February 16, 2018
Weil, Gotshal & Manges is representing Walter Investment Management Corp. and its subsidiaries (Walter), a diversified mortgage banking firm with funded debt in excess of $15 billion inclusive of $10 billion of HECM mortgage backed securities, $2 billion of mortgage backed securities and warehouse debt, and approximately $2.1 billion of corporate debt. In connection with its liability management initiative, Walter achieved a significant deleveraging transaction in connection to three debt classes comprising the $2.1 billion corporate debt. Weil, in concert with Walter’s financial advisors, negotiated a restructuring of Walter’s approximately $1.4 billion term loan, approximately $540 million of senior unsecured notes, and approximately $240 million of convertible notes.
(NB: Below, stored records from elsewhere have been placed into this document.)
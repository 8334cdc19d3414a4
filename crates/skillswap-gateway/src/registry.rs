use std::collections::HashMap;
use std::sync::Arc;

use chrono::{DateTime, Utc};
use dashmap::DashMap;
use dashmap::mapref::entry::Entry;
use tokio::sync::mpsc;
use tracing::{debug, info};
use uuid::Uuid;

use skillswap_types::events::NotificationEvent;
use skillswap_types::models::{ConnectionId, UserInfo};

use crate::presence::PresenceBroadcaster;

/// Targeted events buffered per connection. A client that falls this far
/// behind loses events instead of growing the queue.
pub const OUTBOUND_QUEUE_CAPACITY: usize = 256;

/// Outbound queue of a single connection.
pub type EventSender = mpsc::Sender<NotificationEvent>;

#[derive(Debug, Clone)]
pub struct ConnectionRecord {
    pub user_id: Uuid,
    pub connection_id: ConnectionId,
    pub identity: UserInfo,
    pub connected_at: DateTime<Utc>,
    pub last_seen: DateTime<Utc>,
}

struct LiveConnection {
    record: ConnectionRecord,
    sender: EventSender,
}

/// All live connections of one user. Present in the table only while non-empty.
pub(crate) struct UserEntry {
    info: UserInfo,
    connections: HashMap<ConnectionId, LiveConnection>,
}

pub(crate) type UserTable = Arc<DashMap<Uuid, UserEntry>>;

/// Owned, lifecycle-scoped registry of live connections keyed by user.
///
/// Each user's connection set is mutated under that user's map entry lock, so
/// changes for one user serialize while different users proceed in parallel.
/// Presence transitions are broadcast while the entry lock is still held,
/// which keeps a user's online/offline events in the order they happened.
#[derive(Clone)]
pub struct ConnectionRegistry {
    inner: Arc<RegistryInner>,
}

struct RegistryInner {
    users: UserTable,
    /// connection_id -> user_id, for unregistering by connection alone
    owners: DashMap<ConnectionId, Uuid>,
    presence: PresenceBroadcaster,
}

impl ConnectionRegistry {
    pub fn new() -> Self {
        let users: UserTable = Arc::new(DashMap::new());
        Self {
            inner: Arc::new(RegistryInner {
                presence: PresenceBroadcaster::new(users.clone()),
                users,
                owners: DashMap::new(),
            }),
        }
    }

    pub fn presence(&self) -> &PresenceBroadcaster {
        &self.inner.presence
    }

    /// Add a connection to the user's set. The first connection of a user
    /// broadcasts `UserOnline` to everyone else.
    pub fn register(
        &self,
        user_id: Uuid,
        connection_id: ConnectionId,
        identity: UserInfo,
        sender: EventSender,
    ) {
        let now = Utc::now();
        let mut entry = self
            .inner
            .users
            .entry(user_id)
            .or_insert_with(|| UserEntry {
                info: identity.clone(),
                connections: HashMap::new(),
            });

        // Latest identity wins, e.g. after a display name change
        entry.info = identity.clone();
        let first = entry.connections.is_empty();
        entry.connections.insert(
            connection_id,
            LiveConnection {
                record: ConnectionRecord {
                    user_id,
                    connection_id,
                    identity,
                    connected_at: now,
                    last_seen: now,
                },
                sender,
            },
        );
        self.inner.owners.insert(connection_id, user_id);

        debug!(
            "Registered connection {} for {} ({} open)",
            connection_id,
            user_id,
            entry.connections.len()
        );

        if first {
            self.inner.presence.on_user_online(entry.info.clone());
        }
    }

    /// Remove a connection. The last connection of a user broadcasts
    /// `UserOffline`. Returns the owning user, or `None` for an unknown id.
    pub fn unregister(&self, connection_id: ConnectionId) -> Option<Uuid> {
        let (_, user_id) = self.inner.owners.remove(&connection_id)?;

        if let Entry::Occupied(mut occupied) = self.inner.users.entry(user_id) {
            occupied.get_mut().connections.remove(&connection_id);
            debug!(
                "Unregistered connection {} for {} ({} open)",
                connection_id,
                user_id,
                occupied.get().connections.len()
            );

            if occupied.get().connections.is_empty() {
                self.inner.presence.on_user_offline(occupied.get().info.clone());
                occupied.remove();
            }
        }

        Some(user_id)
    }

    pub fn is_online(&self, user_id: Uuid) -> bool {
        self.inner
            .users
            .get(&user_id)
            .is_some_and(|entry| !entry.connections.is_empty())
    }

    /// Everyone online except `excluding`, ordered by display name.
    pub fn list_online(&self, excluding: Uuid) -> Vec<UserInfo> {
        online_users(&self.inner.users, excluding)
    }

    /// Refresh `last_seen` for a connection. Returns false for an unknown id.
    pub fn heartbeat(&self, connection_id: ConnectionId) -> bool {
        let Some(user_id) = self.inner.owners.get(&connection_id).map(|owner| *owner) else {
            return false;
        };
        let Some(mut entry) = self.inner.users.get_mut(&user_id) else {
            return false;
        };
        match entry.connections.get_mut(&connection_id) {
            Some(conn) => {
                conn.record.last_seen = Utc::now();
                true
            }
            None => false,
        }
    }

    pub fn connections_for(&self, user_id: Uuid) -> Vec<ConnectionRecord> {
        self.inner
            .users
            .get(&user_id)
            .map(|entry| entry.connections.values().map(|c| c.record.clone()).collect())
            .unwrap_or_default()
    }

    pub fn connection_count(&self) -> usize {
        self.inner.owners.len()
    }

    /// Outbound queues of every connection in the user's group.
    pub(crate) fn senders_for(&self, user_id: Uuid) -> Vec<(ConnectionId, EventSender)> {
        self.inner
            .users
            .get(&user_id)
            .map(|entry| {
                entry
                    .connections
                    .iter()
                    .map(|(id, conn)| (*id, conn.sender.clone()))
                    .collect()
            })
            .unwrap_or_default()
    }

    /// Drop every connection without broadcasting presence. Closing the
    /// outbound queues ends each connection loop.
    pub fn shutdown(&self) {
        let count = self.inner.owners.len();
        self.inner.users.clear();
        self.inner.owners.clear();
        info!("Connection registry shut down ({} connections closed)", count);
    }
}

impl Default for ConnectionRegistry {
    fn default() -> Self {
        Self::new()
    }
}

pub(crate) fn online_users(users: &DashMap<Uuid, UserEntry>, excluding: Uuid) -> Vec<UserInfo> {
    let mut online: Vec<UserInfo> = users
        .iter()
        .filter(|entry| *entry.key() != excluding && !entry.connections.is_empty())
        .map(|entry| entry.info.clone())
        .collect();
    online.sort_by(|a, b| a.display_name.cmp(&b.display_name));
    online
}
To this end, Walter executed restructuring support agreements with ad hoc groups of term loan lenders and senior unsecured noteholders agreeing to a ground-breaking “holding company-only” filing and fully consensual pre-packaged chapter 11 restructuring. Among other things, the agreed structure eliminates approximately $800 million of corporate debt, allowing Walter’s operating subsidiaries to continue operating in the mortgage and RMBS securities market in the ordinary course of business outside of chapter 11, granted those same subsidiaries non-consensual third-party releases on account of their corporate debt guarantees (over the objection of the U.S. Trustee), and distributes 50% of the new common stock to existing stockholders – on par with the recovery of convertible noteholders – yielding one of the highest recoveries for existing equity holders in recent history.
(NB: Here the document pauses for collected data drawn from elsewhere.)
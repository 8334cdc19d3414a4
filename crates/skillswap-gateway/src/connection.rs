use std::sync::Arc;
use std::sync::atomic::{AtomicBool, Ordering};
use std::time::Duration;

use axum::extract::ws::{Message, WebSocket};
use futures_util::stream::{SplitSink, SplitStream};
use futures_util::{SinkExt, StreamExt};
use tokio::sync::mpsc;
use tokio::task::AbortHandle;
use tracing::{info, warn};
use uuid::Uuid;

use skillswap_types::events::{GatewayCommand, NotificationEvent};
use skillswap_types::models::{ConnectionId, UserInfo};

use crate::registry::{ConnectionRegistry, OUTBOUND_QUEUE_CAPACITY};

/// Heartbeat interval: server sends a Ping every 15 seconds.
/// If 2 consecutive Pongs are missed (~30s), the connection is dropped.
const HEARTBEAT_INTERVAL: Duration = Duration::from_secs(15);
const MAX_MISSED_PONGS: u8 = 2;

/// Unregisters the connection and stops its tasks when dropped, so cleanup
/// (and the offline broadcast for a user's last connection) also happens on
/// network drops, heartbeat timeouts and cancelled handlers.
struct ConnectionGuard {
    registry: ConnectionRegistry,
    connection_id: ConnectionId,
    tasks: Vec<AbortHandle>,
}

impl Drop for ConnectionGuard {
    fn drop(&mut self) {
        for task in &self.tasks {
            task.abort();
        }
        self.registry.unregister(self.connection_id);
    }
}

/// Serve a WebSocket whose identity was already verified at the HTTP upgrade.
///
/// Order matters: the presence feed is subscribed before the snapshot is
/// taken so no transition falls between the two, and the connection is
/// registered (possibly broadcasting `UserOnline`) only after the client has
/// its backfill.
pub async fn handle_connection(socket: WebSocket, registry: ConnectionRegistry, identity: UserInfo) {
    let (mut sender, receiver) = socket.split();
    let user_id = identity.user_id;
    let connection_id = Uuid::new_v4();

    info!("{} ({}) connected to gateway", identity.display_name, user_id);

    let ready = NotificationEvent::Ready {
        user: identity.clone(),
    };
    if send_event(&mut sender, &ready).await.is_err() {
        return;
    }

    let presence = registry.presence().clone();
    let feed = presence.subscribe(user_id);
    let snapshot = NotificationEvent::PresenceSnapshot {
        users: presence.snapshot_for(user_id),
    };
    if send_event(&mut sender, &snapshot).await.is_err() {
        return;
    }

    let (tx, user_rx) = mpsc::channel(OUTBOUND_QUEUE_CAPACITY);
    registry.register(user_id, connection_id, identity.clone(), tx);
    let mut guard = ConnectionGuard {
        registry: registry.clone(),
        connection_id,
        tasks: Vec::new(),
    };

    let pong_received = Arc::new(AtomicBool::new(true));

    let mut send_task = tokio::spawn(run_send_loop(sender, feed, user_rx, pong_received.clone()));
    let mut recv_task = tokio::spawn(run_recv_loop(
        receiver,
        registry,
        connection_id,
        identity.clone(),
        pong_received,
    ));
    guard.tasks.push(send_task.abort_handle());
    guard.tasks.push(recv_task.abort_handle());

    // Wait for either task to finish
    tokio::select! {
        _ = &mut send_task => recv_task.abort(),
        _ = &mut recv_task => send_task.abort(),
    }

    drop(guard);
    info!("{} ({}) disconnected from gateway", identity.display_name, user_id);
}

/// Forward presence broadcasts and targeted events to the client, with heartbeat.
async fn run_send_loop(
    mut sender: SplitSink<WebSocket, Message>,
    mut feed: crate::presence::PresenceFeed,
    mut user_rx: mpsc::Receiver<NotificationEvent>,
    pong_received: Arc<AtomicBool>,
) {
    let mut heartbeat = tokio::time::interval(HEARTBEAT_INTERVAL);
    heartbeat.tick().await;
    let mut missed_heartbeats: u8 = 0;

    loop {
        tokio::select! {
            event = feed.recv() => {
                let Some(event) = event else { break };
                if send_event(&mut sender, &event).await.is_err() {
                    break;
                }
            }
            event = user_rx.recv() => {
                // Queue closed: unregistered or registry shut down
                let Some(event) = event else { break };
                if send_event(&mut sender, &event).await.is_err() {
                    break;
                }
            }
            _ = heartbeat.tick() => {
                if pong_received.swap(false, Ordering::Acquire) {
                    missed_heartbeats = 0;
                } else {
                    missed_heartbeats += 1;
                    if missed_heartbeats >= MAX_MISSED_PONGS {
                        warn!("Heartbeat timeout (missed {} pongs), dropping connection", missed_heartbeats);
                        break;
                    }
                }
                if sender.send(Message::Ping(Vec::new().into())).await.is_err() {
                    break;
                }
            }
        }
    }

    let _ = sender.close().await;
}

/// Read commands from the client until it closes or the stream errors.
async fn run_recv_loop(
    mut receiver: SplitStream<WebSocket>,
    registry: ConnectionRegistry,
    connection_id: ConnectionId,
    identity: UserInfo,
    pong_received: Arc<AtomicBool>,
) {
    while let Some(Ok(msg)) = receiver.next().await {
        match msg {
            Message::Text(text) => match serde_json::from_str::<GatewayCommand>(&text) {
                Ok(GatewayCommand::Heartbeat) => {
                    registry.heartbeat(connection_id);
                }
                Err(e) => {
                    warn!(
                        "{} ({}) bad command: {} -- raw: {}",
                        identity.display_name,
                        identity.user_id,
                        e,
                        text.chars().take(200).collect::<String>()
                    );
                }
            },
            Message::Pong(_) => {
                pong_received.store(true, Ordering::Release);
                registry.heartbeat(connection_id);
            }
            Message::Close(_) => break,
            _ => {}
        }
    }
}

async fn send_event(
    sender: &mut SplitSink<WebSocket, Message>,
    event: &NotificationEvent,
) -> Result<(), axum::Error> {
    let text = match serde_json::to_string(event) {
        Ok(text) => text,
        Err(e) => {
            warn!("Failed to serialize {}: {}", event.name(), e);
            return Ok(());
        }
    };
    sender.send(Message::Text(text.into())).await
}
As part of the chapter 11 process, Walter also obtained a commitment for debtor-in-possession warehouse financing which provides Walter and its operating subsidiaries with up to $1.9 billion in available warehouse financing that converts into exit financing upon emergence from chapter 11.
Effective, February 9, 2018, Walter emerged from chapter 11 under the new name Ditech Holding Corporation.
The Weil team that represents Walter was led by Business Finance & Restructuring Department Co-Chair Ray C. Schrock, P.C. and partner Sunny Singh. The team also included Capital Markets partner Frank Adams; Public Company Advisory Group partner Lyuba Goltser; U.S. Banking & Finance Head Douglas Urquhart; Banking & Finance partner Allison Liff; Structured Finance partner Jason Smith; Mergers & Acquisitions partner Gavin Westerman; Tax partners Stuart Goldring and Mark Hoenig; Executive Compensation & Benefits Head Paul Wessel; Securities Litigation Co-Head Joseph Allerhand; Securities Litigation partners Stephen Radin, Miranda Schiller and Richard Slack; Business Finance & Restructuring associates Alexander Welch (not yet admitted in New York), Arkady Goldinstein, Gaby Smith, Michael Tomback, Stephanie Morrison, Eli Blechman (not yet admitted in New York) and Angeline Joong-Hui Hwang (not yet admitted in New York); Public Company Advisory Group associates Alicia Alterbaum and Niral Shah; Mergers & Acquisitions associates Christina De Vuono and James Higgins; Structured Finance associates Daniel Lee and David Jackson; Banking & Finance associates Paul Overmyer, Sasha Shulzhenko, Deana Toner and Rebecca Williams (not yet admitted in New York); Capital Markets associates Russell Wininger, Meera Sitaram, Michael Stein and Jackson Mejia (not yet admitted in New York); Securities Litigation associates Matthew Connors, Andrew Blumberg and Calvin Lee (not yet admitted in New York); and Tax, Executive Compensation & Benefits associates Joseph Reich, Mor Agam, John Kleinjan and Lora Shub (not yet admitted in New York).